The effects of self-aggregation on the vibrational circular dichroism and optical rotation measurements of glycidol

Abstract

The noncovalent interactions between glycidol molecules in the CDCl₃ solvent have been studied by means of vibrational absorption (VA), vibrational circular dichroism (VCD), optical rotation (OR) spectroscopy and density functional theory (DFT) calculations. The concentration dependence of the VA and VCD spectra and OR measurements at five excitation wavelengths, i.e. 589, 578, 546, 436 and 365 nm, has been reported. To model the effects of self-aggregation of glycidol on the measurements, the energetic and conformational properties of the glycidol monomer, dimer and trimer were evaluated and the corresponding VA, VCD and OR spectra were simulated.
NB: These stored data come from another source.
//! Multi-line grammar capability.
//!
//! Each collector family that splits one logical event across physical
//! lines implements [`FamilyGrammar`]. At most one grammar is active at a
//! time; the driver enforces the mutual exclusion, so a grammar never has
//! to defend against another family's merge being in flight.

/// Result of offering a line to a grammar.
#[derive(Debug, PartialEq, Eq)]
pub enum MergeOutcome {
    /// Line consumed; the merge is still assembling.
    Incomplete,
    /// Line consumed and the merge is done; emit these canonical lines.
    Complete(Vec<String>),
    /// Line belongs to an unrelated stream interleaved with the merge;
    /// the driver buffers it and flushes once the merge resolves.
    Entangled,
    /// Not this grammar's line. When the grammar was active, the driver
    /// drains it and re-offers the line from scratch.
    Declined,
}

/// What an interrupted or finished grammar hands back.
#[derive(Debug, Default)]
pub struct Drain {
    /// Lines to emit, raw or synthesized, in original order.
    pub emit: Vec<String>,
}

pub trait FamilyGrammar {
    fn name(&self) -> &'static str;

    /// Whether this grammar participates given the sniffed JDK version.
    /// Unified logging replaced the per-collector grammars at JDK 9.
    fn applies(&self, jdk_major: Option<u32>) -> bool;

    /// Offer the current line with one-line lookahead. Called to open a
    /// merge (inactive) and to extend one (active).
    fn offer(&mut self, line: &str, next: Option<&str>) -> MergeOutcome;

    fn is_active(&self) -> bool;

    /// Deactivate, returning whatever was buffered.
    fn drain(&mut self) -> Drain;
}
The results show that at 0.2 M or lower concentrations the self-aggregation of glycidol is negligible since the simulated VA and VCD spectra, with the contribution from only the monomeric glycidol conformers, reproduce well the features in the experimental spectra. At 3.5 M, the binary conformers dominate, while at the intermediate concentration of 1.1 M, both the monomeric and binary conformers are important. The comparison of the experimental and theoretical OR values supports the above conclusions. This work shows the potential of using multiple chiroptical spectroscopic methods in combination with theoretical calculations to probe the self-aggregation process of chiral molecules in solution. Such studies can in turn help to achieve reliably absolute configuration determinations in the cases when chiral molecules self-aggregate profusely.